• _TO DO_:
Your job is to copy the lines from the material that include "first".

• _RECORDED DATA_:
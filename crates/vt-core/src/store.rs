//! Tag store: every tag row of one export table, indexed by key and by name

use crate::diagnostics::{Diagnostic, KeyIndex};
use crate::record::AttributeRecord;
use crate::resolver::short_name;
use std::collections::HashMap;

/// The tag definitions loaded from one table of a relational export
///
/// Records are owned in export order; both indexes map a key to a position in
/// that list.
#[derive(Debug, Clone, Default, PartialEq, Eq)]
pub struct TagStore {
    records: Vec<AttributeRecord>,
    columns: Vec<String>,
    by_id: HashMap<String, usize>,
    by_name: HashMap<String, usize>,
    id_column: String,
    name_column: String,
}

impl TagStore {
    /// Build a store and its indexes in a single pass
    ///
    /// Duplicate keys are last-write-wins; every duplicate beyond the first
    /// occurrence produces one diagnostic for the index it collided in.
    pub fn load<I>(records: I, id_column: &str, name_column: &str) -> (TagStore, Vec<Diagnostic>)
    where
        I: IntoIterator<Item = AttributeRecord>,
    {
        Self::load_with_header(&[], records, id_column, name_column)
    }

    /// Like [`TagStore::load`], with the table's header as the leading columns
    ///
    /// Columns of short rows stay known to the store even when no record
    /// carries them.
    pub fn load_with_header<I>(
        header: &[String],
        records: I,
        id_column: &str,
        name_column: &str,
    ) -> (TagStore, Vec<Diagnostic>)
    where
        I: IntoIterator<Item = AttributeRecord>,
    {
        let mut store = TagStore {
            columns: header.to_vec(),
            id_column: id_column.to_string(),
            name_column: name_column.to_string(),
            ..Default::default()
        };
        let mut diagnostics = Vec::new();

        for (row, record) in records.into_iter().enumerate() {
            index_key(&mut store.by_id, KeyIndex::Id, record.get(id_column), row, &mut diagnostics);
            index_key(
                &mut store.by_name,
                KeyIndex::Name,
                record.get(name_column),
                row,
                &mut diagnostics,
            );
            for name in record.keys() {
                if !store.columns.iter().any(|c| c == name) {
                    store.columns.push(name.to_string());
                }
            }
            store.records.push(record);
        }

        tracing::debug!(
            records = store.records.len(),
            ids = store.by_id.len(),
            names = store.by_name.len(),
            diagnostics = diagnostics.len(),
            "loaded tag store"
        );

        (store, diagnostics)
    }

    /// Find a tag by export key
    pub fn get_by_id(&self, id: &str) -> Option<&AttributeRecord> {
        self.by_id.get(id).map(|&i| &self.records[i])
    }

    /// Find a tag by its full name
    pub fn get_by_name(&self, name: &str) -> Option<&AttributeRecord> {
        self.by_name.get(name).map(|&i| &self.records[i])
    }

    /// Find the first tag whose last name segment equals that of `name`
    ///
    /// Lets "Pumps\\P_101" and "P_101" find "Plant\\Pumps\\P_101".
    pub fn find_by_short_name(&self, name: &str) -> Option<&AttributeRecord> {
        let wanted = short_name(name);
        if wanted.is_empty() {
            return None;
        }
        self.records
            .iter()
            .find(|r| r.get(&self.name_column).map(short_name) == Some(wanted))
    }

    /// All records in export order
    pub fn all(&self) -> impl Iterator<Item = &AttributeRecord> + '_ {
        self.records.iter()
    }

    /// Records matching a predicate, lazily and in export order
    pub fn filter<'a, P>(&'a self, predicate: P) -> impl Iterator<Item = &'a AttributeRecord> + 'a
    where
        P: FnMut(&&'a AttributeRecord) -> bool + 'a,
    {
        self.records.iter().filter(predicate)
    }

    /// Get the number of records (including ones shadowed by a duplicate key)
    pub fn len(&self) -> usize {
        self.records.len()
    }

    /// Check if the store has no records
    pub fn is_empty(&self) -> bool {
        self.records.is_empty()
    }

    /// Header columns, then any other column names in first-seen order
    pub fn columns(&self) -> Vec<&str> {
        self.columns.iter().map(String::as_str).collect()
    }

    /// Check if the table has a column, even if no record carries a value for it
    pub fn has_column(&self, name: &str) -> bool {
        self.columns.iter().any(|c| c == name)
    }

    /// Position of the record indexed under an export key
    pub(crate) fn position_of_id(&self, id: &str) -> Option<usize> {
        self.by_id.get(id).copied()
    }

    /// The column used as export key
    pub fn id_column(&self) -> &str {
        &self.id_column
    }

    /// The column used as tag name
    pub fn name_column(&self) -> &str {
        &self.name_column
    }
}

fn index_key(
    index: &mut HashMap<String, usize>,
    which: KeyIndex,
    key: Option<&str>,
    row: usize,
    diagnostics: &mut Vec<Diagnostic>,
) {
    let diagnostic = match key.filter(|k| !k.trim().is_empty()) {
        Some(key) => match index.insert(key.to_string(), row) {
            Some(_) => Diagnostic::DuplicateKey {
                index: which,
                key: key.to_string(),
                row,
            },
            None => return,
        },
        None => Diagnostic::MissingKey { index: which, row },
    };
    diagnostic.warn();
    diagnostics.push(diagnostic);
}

--

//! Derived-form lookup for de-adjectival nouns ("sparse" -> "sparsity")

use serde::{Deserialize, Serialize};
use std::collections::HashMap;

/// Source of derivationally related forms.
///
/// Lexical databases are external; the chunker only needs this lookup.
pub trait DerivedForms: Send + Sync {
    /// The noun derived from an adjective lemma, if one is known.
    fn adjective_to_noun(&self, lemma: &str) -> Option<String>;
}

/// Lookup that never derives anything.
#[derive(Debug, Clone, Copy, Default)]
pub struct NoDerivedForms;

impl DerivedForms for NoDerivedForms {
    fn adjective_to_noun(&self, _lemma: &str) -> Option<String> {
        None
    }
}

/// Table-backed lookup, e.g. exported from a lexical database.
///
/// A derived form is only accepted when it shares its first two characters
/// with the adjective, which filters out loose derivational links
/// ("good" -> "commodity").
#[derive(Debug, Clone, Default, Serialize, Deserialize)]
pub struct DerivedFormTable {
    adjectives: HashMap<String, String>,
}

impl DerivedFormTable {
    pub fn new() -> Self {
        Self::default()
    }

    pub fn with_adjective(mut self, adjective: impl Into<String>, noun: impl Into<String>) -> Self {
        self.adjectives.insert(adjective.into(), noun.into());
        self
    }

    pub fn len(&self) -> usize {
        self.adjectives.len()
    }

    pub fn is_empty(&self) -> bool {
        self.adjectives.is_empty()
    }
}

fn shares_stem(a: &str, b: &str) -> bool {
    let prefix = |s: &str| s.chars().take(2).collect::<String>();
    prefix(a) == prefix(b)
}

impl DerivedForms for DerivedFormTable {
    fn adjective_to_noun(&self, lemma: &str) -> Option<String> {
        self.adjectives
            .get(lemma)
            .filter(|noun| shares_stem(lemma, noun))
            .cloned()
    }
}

...

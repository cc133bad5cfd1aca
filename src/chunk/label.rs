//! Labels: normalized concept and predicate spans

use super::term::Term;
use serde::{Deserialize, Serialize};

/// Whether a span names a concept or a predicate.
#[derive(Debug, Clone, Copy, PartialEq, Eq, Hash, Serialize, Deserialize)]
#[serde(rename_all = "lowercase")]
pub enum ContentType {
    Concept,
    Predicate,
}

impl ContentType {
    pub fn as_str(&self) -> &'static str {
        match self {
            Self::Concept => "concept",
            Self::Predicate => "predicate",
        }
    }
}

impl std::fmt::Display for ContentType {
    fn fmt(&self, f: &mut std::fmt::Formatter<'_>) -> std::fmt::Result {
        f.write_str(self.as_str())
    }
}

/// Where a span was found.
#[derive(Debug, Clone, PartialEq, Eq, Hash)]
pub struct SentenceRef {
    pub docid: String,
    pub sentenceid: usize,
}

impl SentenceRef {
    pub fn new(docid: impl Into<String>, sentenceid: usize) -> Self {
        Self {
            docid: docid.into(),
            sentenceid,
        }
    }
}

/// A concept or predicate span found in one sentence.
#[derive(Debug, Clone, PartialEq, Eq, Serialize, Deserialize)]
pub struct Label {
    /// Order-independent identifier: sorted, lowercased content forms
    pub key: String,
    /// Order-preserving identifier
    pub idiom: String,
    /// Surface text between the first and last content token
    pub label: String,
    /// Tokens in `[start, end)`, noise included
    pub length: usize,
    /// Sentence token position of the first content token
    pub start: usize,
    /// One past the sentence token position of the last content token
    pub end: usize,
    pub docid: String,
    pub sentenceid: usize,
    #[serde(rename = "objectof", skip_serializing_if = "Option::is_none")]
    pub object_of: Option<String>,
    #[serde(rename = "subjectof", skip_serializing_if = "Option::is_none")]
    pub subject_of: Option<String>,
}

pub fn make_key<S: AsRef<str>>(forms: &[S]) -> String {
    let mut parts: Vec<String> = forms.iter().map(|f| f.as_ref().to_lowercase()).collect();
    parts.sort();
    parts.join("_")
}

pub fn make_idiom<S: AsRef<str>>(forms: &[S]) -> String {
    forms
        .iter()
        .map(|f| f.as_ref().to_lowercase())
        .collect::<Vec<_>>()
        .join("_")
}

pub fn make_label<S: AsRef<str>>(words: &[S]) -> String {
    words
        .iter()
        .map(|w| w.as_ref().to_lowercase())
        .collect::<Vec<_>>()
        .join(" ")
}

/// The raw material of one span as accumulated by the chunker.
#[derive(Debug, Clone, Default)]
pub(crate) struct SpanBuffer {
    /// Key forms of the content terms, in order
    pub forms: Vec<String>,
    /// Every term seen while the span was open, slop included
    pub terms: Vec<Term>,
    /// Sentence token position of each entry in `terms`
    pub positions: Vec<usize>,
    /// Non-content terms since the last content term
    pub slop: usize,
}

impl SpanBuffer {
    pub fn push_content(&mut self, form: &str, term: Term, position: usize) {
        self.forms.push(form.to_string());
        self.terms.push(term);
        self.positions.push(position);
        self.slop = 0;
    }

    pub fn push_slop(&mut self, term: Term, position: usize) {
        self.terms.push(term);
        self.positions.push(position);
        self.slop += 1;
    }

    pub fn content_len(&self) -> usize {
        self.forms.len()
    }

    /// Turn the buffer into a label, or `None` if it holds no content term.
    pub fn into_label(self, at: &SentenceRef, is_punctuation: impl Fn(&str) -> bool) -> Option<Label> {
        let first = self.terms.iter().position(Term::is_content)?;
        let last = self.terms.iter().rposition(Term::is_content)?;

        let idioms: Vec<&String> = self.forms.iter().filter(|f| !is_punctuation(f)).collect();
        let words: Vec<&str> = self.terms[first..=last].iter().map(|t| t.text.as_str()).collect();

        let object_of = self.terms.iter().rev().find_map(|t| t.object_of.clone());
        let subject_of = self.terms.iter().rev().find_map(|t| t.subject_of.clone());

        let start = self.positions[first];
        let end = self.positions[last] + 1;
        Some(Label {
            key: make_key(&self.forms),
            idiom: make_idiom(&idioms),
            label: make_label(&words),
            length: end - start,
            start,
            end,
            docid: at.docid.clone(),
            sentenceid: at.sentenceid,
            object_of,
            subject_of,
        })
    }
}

• _OUTPUT FOR THIS TASK_:
    /// Duplicate keys are last-write-wins; every duplicate beyond the first
    /// Find the first tag whose last name segment equals that of `name`
    /// Header columns, then any other column names in first-seen order
/// A derived form is only accepted when it shares its first two characters
    /// Surface text between the first and last content token
    /// Sentence token position of the first content token
        let first = self.terms.iter().position(Term::is_content)?;
        let words: Vec<&str> = self.terms[first..=last].iter().map(|t| t.text.as_str()).collect();
        let start = self.positions[first];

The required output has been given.